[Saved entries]
================================
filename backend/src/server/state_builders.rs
//! Builders for the HTTP state: repository selection, cache decoration and
//! dispatcher registration.

use std::sync::Arc;

use actix_web::web;
use tracing::{info, warn};

use recipe_backend::domain::ports::RecipeRepository;
use recipe_backend::domain::{DispatchError, DispatcherBuilder, register_recipe_handlers};
use recipe_backend::inbound::http::state::HttpState;
use recipe_backend::outbound::cache::{CachedRecipeRepository, InMemoryRecipeCache};
use recipe_backend::outbound::persistence::{DieselRecipeRepository, InMemoryRecipeRepository};

use super::ServerConfig;

/// Pick the Diesel repository when a pool is configured, otherwise an
/// in-memory store that loses data on restart.
fn build_repository(config: &ServerConfig) -> Arc<dyn RecipeRepository> {
    match &config.db_pool {
        Some(pool) => {
            info!("using PostgreSQL recipe repository");
            Arc::new(DieselRecipeRepository::new(pool.clone()))
        }
        None => {
            warn!("no database configured; recipes are kept in memory and lost on restart");
            Arc::new(InMemoryRecipeRepository::new())
        }
    }
}

/// Build the HTTP state over the cache-decorated repository.
///
/// # Errors
/// Propagates [`DispatchError::DuplicateHandler`] from handler registration.
pub(super) fn build_http_state(
    config: &ServerConfig,
    cache: Arc<InMemoryRecipeCache>,
) -> Result<web::Data<HttpState>, DispatchError> {
    let repository = Arc::new(CachedRecipeRepository::new(
        build_repository(config),
        cache,
        config.cache_policy,
    ));

    let mut builder = DispatcherBuilder::new();
    register_recipe_handlers(&mut builder, repository, config.limits)?;
    let state = HttpState::new(builder.build()).with_request_timeout(config.request_timeout);
    Ok(web::Data::new(state))
}
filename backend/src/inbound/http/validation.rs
//! Shared validation helpers for inbound HTTP adapters.

use actix_web::{HttpRequest, error::JsonPayloadError, web};
use serde_json::json;
use tracing::debug;

use crate::domain::{Error, Failure, RecipeId, recipe_fields};

/// Maximum accepted JSON body size in bytes.
pub const MAX_JSON_BODY_BYTES: usize = 64 * 1024;

/// Parse a recipe identifier from a path segment.
///
/// # Errors
/// Returns a 400 failure tagged with the `id` field when `value` is not a
/// UUID.
pub(crate) fn parse_recipe_id(value: &str) -> Result<RecipeId, Failure> {
    value.parse().map_err(|_| {
        Failure::new(
            Error::invalid_request("id must be a valid UUID")
                .with_field(recipe_fields::ID)
                .with_details(json!({ "value": value })),
        )
    })
}

fn json_error_handler(err: JsonPayloadError, req: &HttpRequest) -> actix_web::Error {
    debug!(error = %err, path = %req.path(), "rejected request body");
    let message = match &err {
        JsonPayloadError::ContentType => "Content type must be application/json".to_owned(),
        JsonPayloadError::Overflow { .. } | JsonPayloadError::OverflowKnownLength { .. } => {
            "Request body is too large".to_owned()
        }
        other => format!("Request body is not valid JSON: {other}"),
    };
    Failure::new(Error::invalid_request(message)).into()
}

/// JSON extractor configuration turning body errors into 400 problems.
pub fn json_config() -> web::JsonConfig {
    web::JsonConfig::default()
        .limit(MAX_JSON_BODY_BYTES)
        .error_handler(json_error_handler)
}
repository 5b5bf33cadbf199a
//! Request middleware.
//!
//! Purpose: request lifecycle concerns shared by every route, currently trace
//! identifier propagation.

pub mod trace;

pub use trace::Trace;
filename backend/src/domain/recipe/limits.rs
//! Size limits applied to incoming recipe data.
//!
//! The entity only enforces structural invariants; these bounds keep stored
//! rows and responses to a sensible size and are checked by the write
//! handlers before anything is persisted.

use crate::domain::Error;

use super::RecipeDraft;
use super::fields;

/// Upper bounds for recipe fields.
///
/// Times and servings bounds are exclusive; lengths are counted in
/// characters.
#[derive(Debug, Clone, Copy, PartialEq, Eq)]
pub struct RecipeLimits {
    /// Maximum title length.
    pub max_title_chars: usize,
    /// Maximum description length.
    pub max_description_chars: usize,
    /// Exclusive bound on either time, in minutes.
    pub max_minutes: i32,
    /// Exclusive bound on servings.
    pub max_servings: i32,
    /// Maximum number of ingredient lines.
    pub max_ingredients: usize,
    /// Maximum number of instruction steps.
    pub max_instructions: usize,
}

impl Default for RecipeLimits {
    fn default() -> Self {
        Self {
            max_title_chars: 200,
            max_description_chars: 1000,
            max_minutes: 1440,
            max_servings: 1000,
            max_ingredients: 50,
            max_instructions: 50,
        }
    }
}

impl RecipeLimits {
    /// Every limit the draft exceeds.
    ///
    /// # Examples
    /// ```
    /// use recipe_backend::domain::{RecipeDraft, RecipeLimits};
    ///
    /// let draft = RecipeDraft {
    ///     servings: 5000,
    ///     ..RecipeDraft::default()
    /// };
    /// let errors = RecipeLimits::default().check(&draft);
    /// assert_eq!(errors.len(), 1);
    /// assert_eq!(errors[0].field(), Some("servings"));
    /// ```
    #[must_use]
    pub fn check(&self, draft: &RecipeDraft) -> Vec<Error> {
        let mut errors = Vec::new();

        if draft.title.chars().count() > self.max_title_chars {
            errors.push(Error::validation(
                fields::TITLE,
                format!("Title must not exceed {} characters", self.max_title_chars),
            ));
        }
        if draft.description.chars().count() > self.max_description_chars {
            errors.push(Error::validation(
                fields::DESCRIPTION,
                format!(
                    "Description must not exceed {} characters",
                    self.max_description_chars
                ),
            ));
        }
        if draft.preparation_time >= self.max_minutes {
            errors.push(Error::validation(
                fields::PREPARATION_TIME,
                format!("Preparation time must be less than {} minutes", self.max_minutes),
            ));
        }
        if draft.cooking_time >= self.max_minutes {
            errors.push(Error::validation(
                fields::COOKING_TIME,
                format!("Cooking time must be less than {} minutes", self.max_minutes),
            ));
        }
        if draft.servings >= self.max_servings {
            errors.push(Error::validation(
                fields::SERVINGS,
                format!("Servings must be less than {}", self.max_servings),
            ));
        }
        if draft.ingredients.len() > self.max_ingredients {
            errors.push(Error::validation(
                fields::INGREDIENTS,
                format!("At most {} ingredients are allowed", self.max_ingredients),
            ));
        }
        if draft.instructions.len() > self.max_instructions {
            errors.push(Error::validation(
                fields::INSTRUCTIONS,
                format!("At most {} instruction steps are allowed", self.max_instructions),
            ));
        }

        errors
    }
}
//! Async-safe connection pool for Diesel PostgreSQL connections.
//!
//! Wraps `diesel-async` and `bb8`. Checkout is non-blocking and bounded by
//! the configured timeout; every failure is reported as a [`PoolError`].

use std::time::Duration;

use diesel_async::AsyncPgConnection;
use diesel_async::pooled_connection::AsyncDieselConnectionManager;
use diesel_async::pooled_connection::bb8::{Pool, PooledConnection};

/// Errors that can occur during pool operations.
#[derive(Debug, Clone, PartialEq, Eq, thiserror::Error)]
pub enum PoolError {
    /// Failed to check out a connection from the pool.
    #[error("failed to get connection from pool: {message}")]
    Checkout {
        /// Underlying pool message.
        message: String,
    },

    /// Failed to build the connection pool.
    #[error("failed to build connection pool: {message}")]
    Build {
        /// Underlying pool message.
        message: String,
    },
}

impl PoolError {
    /// Create a checkout error with the given message.
    pub fn checkout(message: impl Into<String>) -> Self {
        Self::Checkout {
            message: message.into(),
        }
    }

    /// Create a build error with the given message.
    pub fn build(message: impl Into<String>) -> Self {
        Self::Build {
            message: message.into(),
        }
    }

    /// Underlying message regardless of variant.
    pub fn message(&self) -> &str {
        match self {
            Self::Checkout { message } | Self::Build { message } => message,
        }
    }
}

/// Configuration for the database connection pool.
///
/// # Examples
/// ```
/// use std::time::Duration;
/// use recipe_backend::outbound::persistence::PoolConfig;
///
/// let config = PoolConfig::new("postgres://localhost/recipes")
///     .with_max_size(20)
///     .with_connection_timeout(Duration::from_secs(5));
/// assert_eq!(config.max_size(), 20);
/// ```
#[derive(Debug, Clone)]
pub struct PoolConfig {
    database_url: String,
    max_size: u32,
    min_idle: Option<u32>,
    connection_timeout: Duration,
}

impl PoolConfig {
    /// Configuration for `database_url` with ten connections, no idle floor
    /// and a thirty second checkout timeout.
    pub fn new(database_url: impl Into<String>) -> Self {
        Self {
            database_url: database_url.into(),
            max_size: 10,
            min_idle: None,
            connection_timeout: Duration::from_secs(30),
        }
    }

    /// Set the maximum number of connections. Zero is raised to one.
    #[must_use]
    pub fn with_max_size(mut self, max_size: u32) -> Self {
        self.max_size = max_size.max(1);
        self
    }

    /// Set the minimum number of idle connections to maintain.
    #[must_use]
    pub fn with_min_idle(mut self, min_idle: Option<u32>) -> Self {
        self.min_idle = min_idle;
        self
    }

    /// Set the connection checkout timeout.
    #[must_use]
    pub fn with_connection_timeout(mut self, timeout: Duration) -> Self {
        self.connection_timeout = timeout;
        self
    }

    /// Database URL.
    pub fn database_url(&self) -> &str {
        &self.database_url
    }

    /// Maximum number of pooled connections.
    pub fn max_size(&self) -> u32 {
        self.max_size
    }
}

/// Async connection pool for PostgreSQL via Diesel.
#[derive(Clone)]
pub struct DbPool {
    inner: Pool<AsyncPgConnection>,
}

impl DbPool {
    /// Create a new connection pool with the given configuration.
    ///
    /// # Errors
    ///
    /// Returns [`PoolError::Build`] if the pool cannot be constructed.
    pub async fn new(config: PoolConfig) -> Result<Self, PoolError> {
        let manager = AsyncDieselConnectionManager::<AsyncPgConnection>::new(config.database_url);

        let pool = Pool::builder()
            .max_size(config.max_size)
            .min_idle(config.min_idle)
            .connection_timeout(config.connection_timeout)
            .build(manager)
            .await
            .map_err(|err| PoolError::build(err.to_string()))?;

        Ok(Self { inner: pool })
    }

    /// Get a connection from the pool.
    ///
    /// # Errors
    ///
    /// Returns [`PoolError::Checkout`] if a connection cannot be obtained
    /// within the configured timeout.
    pub async fn get(&self) -> Result<PooledConnection<'_, AsyncPgConnection>, PoolError> {
        self.inner
            .get()
            .await
            .map_err(|err| PoolError::checkout(err.to_string()))
    }
}

impl std::fmt::Debug for DbPool {
    fn fmt(&self, f: &mut std::fmt::Formatter<'_>) -> std::fmt::Result {
        let state = self.inner.state();
        f.debug_struct("DbPool")
            .field("connections", &state.connections)
            .field("idle_connections", &state.idle_connections)
            .finish()
    }
}
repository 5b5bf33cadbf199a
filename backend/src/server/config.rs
//! HTTP server configuration object and helpers.

use std::net::SocketAddr;
use std::time::Duration;

use recipe_backend::domain::RecipeLimits;
use recipe_backend::domain::ports::CachePolicy;
use recipe_backend::outbound::persistence::DbPool;
use recipe_backend::settings::{AppSettings, SettingsError};

/// Builder-style configuration for creating the HTTP server.
pub struct ServerConfig {
    pub(crate) bind_addr: SocketAddr,
    pub(crate) request_timeout: Duration,
    pub(crate) cache_policy: CachePolicy,
    pub(crate) cache_purge_interval: Duration,
    pub(crate) limits: RecipeLimits,
    pub(crate) db_pool: Option<DbPool>,
}

impl ServerConfig {
    /// Validate `settings` and turn them into a server configuration.
    ///
    /// # Errors
    /// Returns the first [`SettingsError`] found by [`AppSettings::validate`].
    pub fn from_settings(settings: &AppSettings) -> Result<Self, SettingsError> {
        settings.validate()?;
        Ok(Self {
            bind_addr: settings.bind_addr()?,
            request_timeout: settings.request_timeout(),
            cache_policy: settings.cache_policy(),
            cache_purge_interval: settings.cache_purge_interval(),
            limits: RecipeLimits::default(),
            db_pool: None,
        })
    }

    /// Attach a database connection pool for persistence adapters.
    ///
    /// Without one the server keeps recipes in memory.
    #[must_use]
    pub fn with_db_pool(mut self, pool: DbPool) -> Self {
        self.db_pool = Some(pool);
        self
    }

    /// Return the socket address the server will bind to.
    #[must_use]
    pub fn bind_addr(&self) -> SocketAddr {
        self.bind_addr
    }
}
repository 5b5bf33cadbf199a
//! Tracing middleware attaching a request-scoped trace identifier.
//!
//! Each incoming request runs inside [`TraceId::scope`], so handlers, the
//! dispatcher and error responses all observe the same identifier. A valid
//! UUID supplied in the `trace-id` request header is reused; otherwise a new
//! one is generated.
//!
//! Tokio task-local variables are not inherited across spawned tasks. Use
//! [`TraceId::scope`] when spawning new tasks or moving work onto blocking
//! threads to ensure the active trace identifier propagates correctly.

use std::task::{Context, Poll};

use actix_web::Error;
use actix_web::dev::{Service, ServiceRequest, ServiceResponse, Transform};
use actix_web::http::header::{HeaderName, HeaderValue};
use futures_util::future::{LocalBoxFuture, Ready, ready};
use tracing::{Instrument, error, info_span};

use crate::domain::{TRACE_ID_HEADER, TraceId};

fn incoming_trace_id(req: &ServiceRequest) -> Option<TraceId> {
    req.headers()
        .get(TRACE_ID_HEADER)
        .and_then(|value| value.to_str().ok())
        .and_then(|value| value.trim().parse().ok())
}

/// Tracing middleware attaching a request-scoped UUID and
/// adding a `trace-id` header to every response.
///
/// Handlers can read the trace ID via [`TraceId::current`].
///
/// # Examples
/// ```
/// use actix_web::App;
/// use recipe_backend::Trace;
///
/// let app = App::new().wrap(Trace);
/// ```
#[derive(Clone)]
pub struct Trace;

impl<S, B> Transform<S, ServiceRequest> for Trace
where
    S: Service<ServiceRequest, Response = ServiceResponse<B>, Error = Error> + 'static,
    S::Future: 'static,
    B: 'static,
{
    type Response = ServiceResponse<B>;
    type Error = Error;
    type InitError = ();
    type Transform = TraceMiddleware<S>;
    type Future = Ready<Result<Self::Transform, Self::InitError>>;

    fn new_transform(&self, service: S) -> Self::Future {
        ready(Ok(TraceMiddleware { service }))
    }
}

/// Service wrapper produced by [`Trace`].
///
/// Applications should not use this type directly.
pub struct TraceMiddleware<S> {
    service: S,
}

impl<S, B> Service<ServiceRequest> for TraceMiddleware<S>
where
    S: Service<ServiceRequest, Response = ServiceResponse<B>, Error = Error> + 'static,
    S::Future: 'static,
    B: 'static,
{
    type Response = ServiceResponse<B>;
    type Error = Error;
    type Future = LocalBoxFuture<'static, Result<Self::Response, Self::Error>>;

    fn poll_ready(&self, cx: &mut Context<'_>) -> Poll<Result<(), Self::Error>> {
        self.service.poll_ready(cx)
    }

    fn call(&self, req: ServiceRequest) -> Self::Future {
        let trace_id = incoming_trace_id(&req).unwrap_or_else(TraceId::generate);
        let span = info_span!(
            "http_request",
            %trace_id,
            method = %req.method(),
            path = %req.path(),
        );
        let header_value = trace_id.to_string();
        let fut = self.service.call(req);
        Box::pin(
            TraceId::scope(trace_id, async move {
                let mut res = fut.await?;
                match HeaderValue::from_str(&header_value) {
                    Ok(value) => {
                        res.response_mut()
                            .headers_mut()
                            .insert(HeaderName::from_static(TRACE_ID_HEADER), value);
                    }
                    Err(error) => {
                        error!(
                            %error,
                            trace_id = %trace_id,
                            "failed to encode trace identifier header"
                        );
                    }
                }
                Ok(res)
            })
            .instrument(span),
        )
    }
}
use std::{
    future::Future,
    sync::{
        atomic::{AtomicBool, Ordering},
        Arc, PoisonError, RwLock, RwLockReadGuard, RwLockWriteGuard, Weak,
    },
};

use futures::{
    future::{AbortHandle, Abortable},
    FutureExt, StreamExt,
};
use itertools::Itertools;
use tracing::{debug, error, warn};

use super::{
    model::{ContentEntry, ContentSchema, Document, EntryId},
    services::{DocumentStore, SnapshotStream},
};

#[derive(Debug, Default)]
struct ListState {
    entries: Vec<ContentEntry>,
    retired: bool,
    snapshots: u64,
}

/// Local mirror of one remote collection.
///
/// The store stays the source of truth: every snapshot replaces the mirror
/// wholesale, and optimistic patches only live until the next snapshot.
#[derive(Debug, Clone)]
pub struct LiveList {
    schema: &'static ContentSchema,
    inner: Arc<RwLock<ListState>>,
}

/// Non-owning reference held by operations that may outlive their view.
#[derive(Debug, Clone)]
pub struct WeakList {
    schema: &'static ContentSchema,
    inner: Weak<RwLock<ListState>>,
}

/// Keeps a subscription alive. Dropping it stops the follow task and retires the list.
#[derive(Debug)]
pub struct SubscriptionHandle {
    abort: AbortHandle,
    list: WeakList,
    following: Arc<AtomicBool>,
}

impl LiveList {
    pub fn new(schema: &'static ContentSchema) -> Self {
        Self {
            schema,
            inner: Default::default(),
        }
    }

    pub fn schema(&self) -> &'static ContentSchema {
        self.schema
    }

    /// Starts mirroring `store`. The returned task must be spawned on an executor;
    /// it runs until the handle is dropped or the stream ends or fails.
    pub fn subscribe<S: DocumentStore>(
        &self,
        store: &S,
    ) -> (impl Future<Output = ()> + Send + 'static, SubscriptionHandle) {
        let stream = store.subscribe(self.schema.collection);
        let (abort, registration) = AbortHandle::new_pair();
        let collection = self.schema.collection;
        let following = Arc::new(AtomicBool::new(true));
        let ended = following.clone();

        let task = Abortable::new(follow(self.downgrade(), stream), registration).map(
            move |outcome| {
                ended.store(false, Ordering::Release);
                if outcome.is_err() {
                    debug!(collection, "subscription released");
                }
            },
        );

        (
            task,
            SubscriptionHandle {
                abort,
                list: self.downgrade(),
                following,
            },
        )
    }

    /// A new list starting from this one's entries, for subscribing again
    /// after this list's stream has ended.
    pub fn resume(&self) -> LiveList {
        let list = LiveList::new(self.schema);
        list.write().entries = self.read().entries.clone();
        list
    }

    /// Replaces the mirror with a full snapshot of the collection.
    pub fn apply_snapshot(&self, documents: Vec<Document>) {
        let collection = self.schema.collection;
        let entries = documents
            .into_iter()
            .filter_map(|doc| {
                let id = doc.id.clone();
                ContentEntry::from_document(doc)
                    .map_err(|err| warn!(collection, %id, %err, "skipping undecodable document"))
                    .ok()
            })
            .sorted_by(|a, b| b.created_at.cmp(&a.created_at))
            .collect();

        let mut state = self.write();
        state.entries = entries;
        state.snapshots += 1;
        debug!(
            collection,
            entries = state.entries.len(),
            snapshot = state.snapshots,
            "applied snapshot"
        );
    }

    /// Entries fit for rendering.
    pub fn visible(&self) -> Vec<ContentEntry> {
        self.read()
            .entries
            .iter()
            .filter(|entry| self.schema.is_displayable(entry))
            .cloned()
            .collect()
    }

    pub fn get(&self, id: &EntryId) -> Option<ContentEntry> {
        self.read().entries.iter().find(|e| &e.id == id).cloned()
    }

    pub fn len(&self) -> usize {
        self.read().entries.len()
    }

    pub fn is_empty(&self) -> bool {
        self.len() == 0
    }

    pub fn snapshots(&self) -> u64 {
        self.read().snapshots
    }

    pub fn is_retired(&self) -> bool {
        self.read().retired
    }

    pub fn retire(&self) {
        self.write().retired = true;
    }

    pub fn downgrade(&self) -> WeakList {
        WeakList {
            schema: self.schema,
            inner: Arc::downgrade(&self.inner),
        }
    }

    /// Puts an entry at the front, replacing any entry with the same id.
    pub(crate) fn insert_local(&self, entry: ContentEntry) {
        let mut state = self.write();
        state.entries.retain(|e| e.id != entry.id);
        state.entries.insert(0, entry);
    }

    pub(crate) fn remove_local(&self, id: &EntryId) -> Option<ContentEntry> {
        let mut state = self.write();
        let index = state.entries.iter().position(|e| &e.id == id)?;
        Some(state.entries.remove(index))
    }

    /// Swaps an optimistic placeholder for the stored entry. A snapshot may have
    /// delivered the stored entry already, in which case the placeholder just goes.
    pub(crate) fn reconcile(&self, placeholder: &EntryId, stored: ContentEntry) {
        let mut state = self.write();
        let already_synced = state.entries.iter().any(|e| e.id == stored.id);
        match state.entries.iter().position(|e| &e.id == placeholder) {
            Some(index) if !already_synced => state.entries[index] = stored,
            Some(index) => {
                state.entries.remove(index);
            }
            None if !already_synced => state.entries.insert(0, stored),
            None => {}
        }
    }

    pub(crate) fn merge_local(&self, id: &EntryId, merge: impl FnOnce(&mut ContentEntry)) -> bool {
        let mut state = self.write();
        match state.entries.iter_mut().find(|e| &e.id == id) {
            Some(entry) => {
                merge(entry);
                true
            }
            None => false,
        }
    }

    fn read(&self) -> RwLockReadGuard<'_, ListState> {
        self.inner.read().unwrap_or_else(PoisonError::into_inner)
    }

    fn write(&self) -> RwLockWriteGuard<'_, ListState> {
        self.inner.write().unwrap_or_else(PoisonError::into_inner)
    }
}

impl WeakList {
    pub fn schema(&self) -> &'static ContentSchema {
        self.schema
    }

    /// The list, if its view is still around to receive updates.
    pub fn upgrade(&self) -> Option<LiveList> {
        let list = LiveList {
            schema: self.schema,
            inner: self.inner.upgrade()?,
        };
        (!list.is_retired()).then_some(list)
    }
}

impl SubscriptionHandle {
    /// False once the follow task has finished, whether the stream ended,
    /// failed or was released.
    pub fn is_following(&self) -> bool {
        self.following.load(Ordering::Acquire)
    }
}

impl Drop for SubscriptionHandle {
    fn drop(&mut self) {
        self.abort.abort();
        if let Some(list) = self.list.upgrade() {
            list.retire();
        }
    }
}

async fn follow(list: WeakList, mut stream: SnapshotStream) {
    let collection = list.schema().collection;

    while let Some(next) = stream.next().await {
        let Some(list) = list.upgrade() else {
            debug!(collection, "list dropped, ending subscription");
            break;
        };

        match next {
            Ok(documents) => list.apply_snapshot(documents),
            Err(err) => {
                error!(collection, %err, "subscription failed, list stops updating");
                break;
            }
        }
    }
}

#[cfg(test)]
mod tests {
    use chrono::{Duration, Utc};
    use serde_json::json;

    use super::*;
    use crate::portal::{memory::MemoryStore, model::ContentKind};

    fn doc(id: &str, title: &str, minutes_ago: i64) -> Document {
        let created = Utc::now() - Duration::minutes(minutes_ago);
        Document {
            id: EntryId::new(id),
            data: json!({
                "title": title,
                "description": "desc",
                "attachmentUrl": format!("https://files/{id}.pdf"),
                "createdAt": created.to_rfc3339(),
            })
            .as_object()
            .cloned()
            .unwrap(),
        }
    }

    #[test]
    fn snapshots_replace_rather_than_merge() {
        let list = LiveList::new(ContentKind::Notes.schema());

        list.apply_snapshot(vec![doc("a", "A", 2), doc("b", "B", 1)]);
        list.apply_snapshot(vec![doc("b", "B", 1)]);
        list.apply_snapshot(vec![doc("b", "B", 1)]);

        assert_eq!(list.len(), 1);
        assert_eq!(list.snapshots(), 3);
    }

    #[test]
    fn newest_entries_come_first() {
        let list = LiveList::new(ContentKind::Notes.schema());

        list.apply_snapshot(vec![doc("old", "Old", 30), doc("new", "New", 1)]);

        let titles: Vec<_> = list.visible().into_iter().map(|e| e.title).collect();
        assert_eq!(titles, ["New", "Old"]);
    }

    #[test]
    fn incomplete_entries_are_hidden() {
        let list = LiveList::new(ContentKind::Notes.schema());
        let mut partial = doc("p", "Partial", 0);
        partial.data.remove("attachmentUrl");

        list.apply_snapshot(vec![doc("a", "A", 1), partial]);

        assert_eq!(list.len(), 2);
        let visible = list.visible();
        assert_eq!(visible.len(), 1);
        assert!(visible.iter().all(|e| {
            !e.title.is_empty()
                && !e.description.is_empty()
                && e.attachment_url.as_deref().is_some_and(|u| !u.is_empty())
        }));
    }

    #[test]
    fn reconcile_does_not_duplicate_synced_entries() {
        let list = LiveList::new(ContentKind::Notes.schema());
        let placeholder = EntryId::placeholder();
        let mut pending = ContentEntry::new("A", "desc").with_attachment("https://f/a.pdf");
        pending.id = placeholder.clone();
        list.insert_local(pending.clone());

        // the store's snapshot overtook the insert response
        list.apply_snapshot(vec![doc("a", "A", 0)]);
        list.insert_local(pending);
        let mut stored = ContentEntry::new("A", "desc").with_attachment("https://f/a.pdf");
        stored.id = EntryId::new("a");
        list.reconcile(&placeholder, stored);

        assert_eq!(list.len(), 1);
        assert!(list.get(&EntryId::new("a")).is_some());
    }

    #[tokio::test]
    async fn follows_store_until_handle_is_dropped() {
        let store = MemoryStore::default();
        let list = LiveList::new(ContentKind::Notes.schema());
        let (task, handle) = list.subscribe(&store);
        let task = tokio::spawn(task);

        store
            .insert("notes", doc("x", "Unit 1", 0).data)
            .await
            .unwrap();
        tokio::time::sleep(std::time::Duration::from_millis(20)).await;
        assert_eq!(list.visible().len(), 1);

        drop(handle);
        task.await.unwrap();
        assert!(list.is_retired());
        assert!(list.downgrade().upgrade().is_none());

        store
            .insert("notes", doc("y", "Unit 2", 0).data)
            .await
            .unwrap();
        assert_eq!(list.len(), 1);
    }

    #[tokio::test]
    async fn stream_errors_stop_updates() {
        let store = MemoryStore::default();
        let list = LiveList::new(ContentKind::Notes.schema());
        let (task, handle) = list.subscribe(&store);
        let task = tokio::spawn(task);
        assert!(handle.is_following());

        store.break_subscriptions("notes");
        task.await.unwrap();
        assert!(!handle.is_following());

        store
            .insert("notes", doc("x", "Unit 1", 0).data)
            .await
            .unwrap();
        assert!(list.is_empty());
    }

    #[test]
    fn resumed_lists_start_from_the_old_entries() {
        let list = LiveList::new(ContentKind::Notes.schema());
        list.apply_snapshot(vec![doc("a", "A", 1)]);

        let resumed = list.resume();
        list.retire();

        assert_eq!(resumed.visible(), list.visible());
        assert!(!resumed.is_retired());
        assert_eq!(resumed.snapshots(), 0);
    }
}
================================
■ Work to be completed:
Each line of the data that contains "usize" belongs in the answer.

■ Answer to this task:
pub const MAX_JSON_BODY_BYTES: usize = 64 * 1024;
    pub max_title_chars: usize,
    pub max_description_chars: usize,
    pub max_ingredients: usize,
    pub max_instructions: usize,
    pub fn len(&self) -> usize {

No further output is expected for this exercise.